Great idea....BUT.....I dont think the Pastoralists are going to remove the dams that keep their cattle alive in the Dry. Another nuff nuff academic with tunnel vision by the look of it.


----------



## phatty (Dec 13, 2012)

totally agree steve but "I have a dream"


----------



## sd1981 (Dec 13, 2012)

Get rid of the water bodies (the heartbeat and lifeline in these areas) yeah, ok buddy.... Good work... Hey, I've got an idea.... Lets introduce another species to kill the toads, maybe some sort of crazy carnivorous hermaphrodite, fast breeding rhino to combat the toads... That'll work and once they've done their job, they'll politely ask to go home.......


----------



## SteveNT (Dec 13, 2012)

sd1981 said:


> Get rid of the water bodies (the heartbeat and lifeline in these areas) yeah, ok buddy.... Good work... Hey, I've got an idea.... Lets introduce another species to kill the toads, maybe some sort of crazy carnivorous hermaphrodite, fast breeding rhino to combat the toads... That'll work and once they've done their job, they'll politely ask to go home.......

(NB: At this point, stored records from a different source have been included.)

//! Signal handling for graceful shutdown

use tokio::signal::unix::{signal, Signal, SignalKind};
use tracing::debug;

/// Handles shutdown signals (SIGTERM, SIGINT)
pub struct ShutdownSignal {
    sigterm: Signal,
    sigint: Signal,
}

impl ShutdownSignal {
    /// Register the signal handlers
    pub fn new() -> std::io::Result<Self> {
        Ok(Self {
            sigterm: signal(SignalKind::terminate())?,
            sigint: signal(SignalKind::interrupt())?,
        })
    }

    /// Wait for a shutdown signal
    pub async fn wait(&mut self) {
        tokio::select! {
            _ = self.sigterm.recv() => {
                debug!("received SIGTERM");
            }
            _ = self.sigint.recv() => {
                debug!("received SIGINT");
            }
        }
    }
}

#[cfg(test)]
mod tests {
    use super::*;

    #[test]
    fn test_register_handlers() {
        tokio_test::block_on(async {
            assert!(ShutdownSignal::new().is_ok());
        });
    }
}
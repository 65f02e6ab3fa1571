//! Events module for commit window transitions
//!
//! Provides structured event types for window open/restart/abort,
//! committed actions and the output changes they cause.

use serde::{Deserialize, Serialize};

use crate::alphabet::{Action, Label};

/// Events emitted by the commit state machine
#[derive(Debug, Clone, PartialEq, Serialize, Deserialize)]
#[serde(tag = "type", rename_all = "snake_case")]
pub enum CommitEvent {
    /// A confident sign opened a dwell window
    WindowOpened { label: Label },

    /// A different confident sign restarted the dwell window
    WindowRestarted { from: Label, to: Label },

    /// The hand was lost or a reset arrived before the dwell completed
    WindowAborted {
        label: Label,
        /// Votes discarded with the window
        votes: usize,
    },

    /// The dwell completed and the majority sign was committed
    Committed {
        label: Label,
        action: Action,
        votes: usize,
        /// Time from window open to commit
        elapsed_ms: u64,
    },

    /// The output text changed
    OutputChanged { text: String },

    /// A search was requested for the output text
    SearchRequested { query: String, url: String },
}

impl std::fmt::Display for CommitEvent {
    fn fmt(&self, f: &mut std::fmt::Formatter<'_>) -> std::fmt::Result {
        match self {
            CommitEvent::WindowOpened { label } => write!(f, "WINDOW_OPENED ({})", label),
            CommitEvent::WindowRestarted { from, to } => {
                write!(f, "WINDOW_RESTARTED ({} -> {})", from, to)
            }
            CommitEvent::WindowAborted { label, votes } => {
                write!(f, "WINDOW_ABORTED ({}, {} votes)", label, votes)
            }
            CommitEvent::Committed {
                label, elapsed_ms, ..
            } => write!(f, "COMMITTED ({} after {}ms)", label, elapsed_ms),
            CommitEvent::OutputChanged { text } => write!(f, "OUTPUT_CHANGED ({:?})", text),
            CommitEvent::SearchRequested { query, .. } => {
                write!(f, "SEARCH_REQUESTED ({:?})", query)
            }
        }
    }
}

#[cfg(test)]
mod tests {
    use super::*;

    #[test]
    fn test_event_serialization() {
        let event = CommitEvent::Committed {
            label: Label::Letter('A'),
            action: Action::AppendLetter('A'),
            votes: 4,
            elapsed_ms: 3_050,
        };
        let json = serde_json::to_string(&event).unwrap();
        assert!(json.contains("committed"));
        assert!(json.contains("\"A\""));
        assert!(json.contains("3050"));
    }

    #[test]
    fn test_event_deserialization() {
        let json = r#"{"type":"window_restarted","from":"A","to":"CLEAR"}"#;
        let event: CommitEvent = serde_json::from_str(json).unwrap();
        assert_eq!(
            event,
            CommitEvent::WindowRestarted {
                from: Label::Letter('A'),
                to: Label::Clear,
            }
        );
    }

    #[test]
    fn test_event_display() {
        let event = CommitEvent::WindowAborted {
            label: Label::Search,
            votes: 2,
        };
        assert_eq!(event.to_string(), "WINDOW_ABORTED (SEARCH, 2 votes)");
    }
}
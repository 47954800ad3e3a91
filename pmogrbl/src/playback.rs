//! Line-by-line streaming state machine.
//!
//! The controller decides *which* line goes out next and keeps the cursor
//! invariants; the caller performs the actual transmission. Every method
//! returning `Some(index)` has already recorded `index` as last sent and
//! moved the cursor past it.
//!
//! Pacing is one line per inbound notification. It approximates a single
//! outstanding command but does not track the controller's input buffer,
//! so long lines can overrun a real device.

use tracing::debug;

use crate::model::{MachineState, PlaybackState};
use crate::program::Program;

#[derive(Clone, Debug, Default)]
pub struct PlaybackController {
    state: PlaybackState,
}

impl PlaybackController {
    pub fn new() -> Self {
        Self::default()
    }

    pub fn state(&self) -> PlaybackState {
        self.state
    }

    /// A new program was loaded: back to Idle, nothing sent yet.
    pub fn load(&mut self, machine: &mut MachineState) {
        machine.reset_stream();
        machine.set_paused(false);
        self.state = PlaybackState::Idle;
    }

    pub fn play(&mut self, machine: &mut MachineState, program: &Program) -> Option<usize> {
        // Un programme terminé peut être rejoué
        if self.state == PlaybackState::Playing && !self.is_complete(machine, program) {
            debug!("play() ignored: already playing");
            return None;
        }
        if program.is_empty() {
            return None;
        }
        machine.rewind();
        machine.set_paused(false);
        self.state = PlaybackState::Playing;
        self.step(machine, program)
    }

    /// Stops future sends. Lines already transmitted are not recalled.
    pub fn pause(&mut self, machine: &mut MachineState) {
        machine.set_paused(true);
        self.state = PlaybackState::Paused;
    }

    pub fn resume(&mut self, machine: &mut MachineState, program: &Program) -> Option<usize> {
        if self.state != PlaybackState::Paused {
            debug!(state = ?self.state, "resume() ignored: not paused");
            return None;
        }
        machine.set_paused(false);
        self.state = PlaybackState::Playing;
        self.step(machine, program)
    }

    /// Moves the cursor to `index` and restarts streaming from there.
    pub fn recover_to(
        &mut self,
        machine: &mut MachineState,
        program: &Program,
        index: usize,
    ) -> Option<usize> {
        machine.seek(index.min(program.len()));
        machine.set_paused(false);
        self.state = PlaybackState::Playing;
        self.step(machine, program)
    }

    /// Inbound data arrived: stream at most one more line.
    pub fn on_notification(
        &mut self,
        machine: &mut MachineState,
        program: &Program,
    ) -> Option<usize> {
        if self.state != PlaybackState::Playing {
            return None;
        }
        self.step(machine, program)
    }

    pub fn is_complete(&self, machine: &MachineState, program: &Program) -> bool {
        self.state == PlaybackState::Playing && machine.cursor() >= program.len()
    }

    fn step(&mut self, machine: &mut MachineState, program: &Program) -> Option<usize> {
        if machine.is_paused() {
            return None;
        }
        machine.take_next(program.len())
    }
}
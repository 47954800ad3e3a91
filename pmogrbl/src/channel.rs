//! Byte link towards the controller.
//!
//! Writing is synchronous and never waits for the device: an implementation
//! only queues bytes. Inbound data travels separately as opaque text chunks
//! (see [`crate::serial`]); one chunk may hold part of a message, several
//! messages, or nothing useful at all.

use std::sync::{Arc, Mutex};

use crate::errors::{GrblError, Result};

pub const LINE_TERMINATOR: &str = "\n";

pub trait CommandChannel: Send {
    /// Human readable name of the link (port name, ...).
    fn name(&self) -> &str;

    fn is_open(&self) -> bool;

    /// Queues raw bytes. Fails with [`GrblError::Link`] when the link is not open.
    fn write(&mut self, bytes: &[u8]) -> Result<()>;

    fn close(&mut self);

    /// Sends one command line, terminator appended.
    fn send(&mut self, text: &str) -> Result<()> {
        let mut framed = String::with_capacity(text.len() + LINE_TERMINATOR.len());
        framed.push_str(text);
        framed.push_str(LINE_TERMINATOR);
        self.write(framed.as_bytes())
    }

    /// Sends a real-time command (`?`) as-is, without terminator.
    fn send_realtime(&mut self, text: &str) -> Result<()> {
        self.write(text.as_bytes())
    }
}

#[derive(Debug, Default)]
struct MemoryLink {
    open: bool,
    frames: Vec<Vec<u8>>,
}

/// In-memory link keeping every written frame.
///
/// Clones share the same link, so a test can keep one handle while the
/// sender owns another.
#[derive(Clone, Debug, Default)]
pub struct MemoryChannel {
    name: String,
    link: Arc<Mutex<MemoryLink>>,
}

impl MemoryChannel {
    pub fn open(name: impl Into<String>) -> Self {
        let channel = Self {
            name: name.into(),
            link: Arc::default(),
        };
        channel.set_open(true);
        channel
    }

    pub fn set_open(&self, open: bool) {
        self.lock().open = open;
    }

    /// Every frame written so far, decoded lossily.
    pub fn frames(&self) -> Vec<String> {
        self.lock()
            .frames
            .iter()
            .map(|frame| String::from_utf8_lossy(frame).into_owned())
            .collect()
    }

    /// Newline-terminated frames only, terminator stripped.
    pub fn lines(&self) -> Vec<String> {
        self.frames()
            .into_iter()
            .filter_map(|frame| frame.strip_suffix(LINE_TERMINATOR).map(str::to_string))
            .collect()
    }

    pub fn clear(&self) {
        self.lock().frames.clear();
    }

    fn lock(&self) -> std::sync::MutexGuard<'_, MemoryLink> {
        self.link.lock().expect("MemoryChannel mutex poisoned")
    }
}

impl CommandChannel for MemoryChannel {
    fn name(&self) -> &str {
        &self.name
    }

    fn is_open(&self) -> bool {
        self.lock().open
    }

    fn write(&mut self, bytes: &[u8]) -> Result<()> {
        let mut link = self.lock();
        if !link.open {
            return Err(GrblError::link(format!("{} is not open", self.name)));
        }
        link.frames.push(bytes.to_vec());
        Ok(())
    }

    fn close(&mut self) {
        self.set_open(false);
    }
}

Sounds like that nutcase Dr David Bowman who suggested introducing elephants to control the Gamba grass and tigers to control the elephants. And these clowns soak up millions of research dollars to produce this dribbel.


----------



## moosenoose (Dec 13, 2012)

Yeah, the article is probably written on the 12 December.....but probably back in 1980 :lol:

I wish these scientific geniuses would stop hypothesizing and just do something! Hell I do the best I can with a golf club...but I can't hold back the tide :lol:


----------



## Viking_Python (Dec 13, 2012)

The state and federal goverments need to place a bounty scheme, kind of like 'cash a can' to help alleviate the impact of the cane toad invasion.
Something like 20 cents a live toad. A sack full of toads would be good pocket money for a couple of kids and reduce the number of breeding toads in the environment.


----------



## Darlyn (Dec 13, 2012)

Viking_Python said:


> The state and federal goverments need to place a bounty scheme, kind of like 'cash a can' to help alleviate the impact of the cane toad invasion.
> Something like 20 cents a live toad. A sack full of toads would be good pocket money for a couple of kids and reduce the number of breeding toads in the environment.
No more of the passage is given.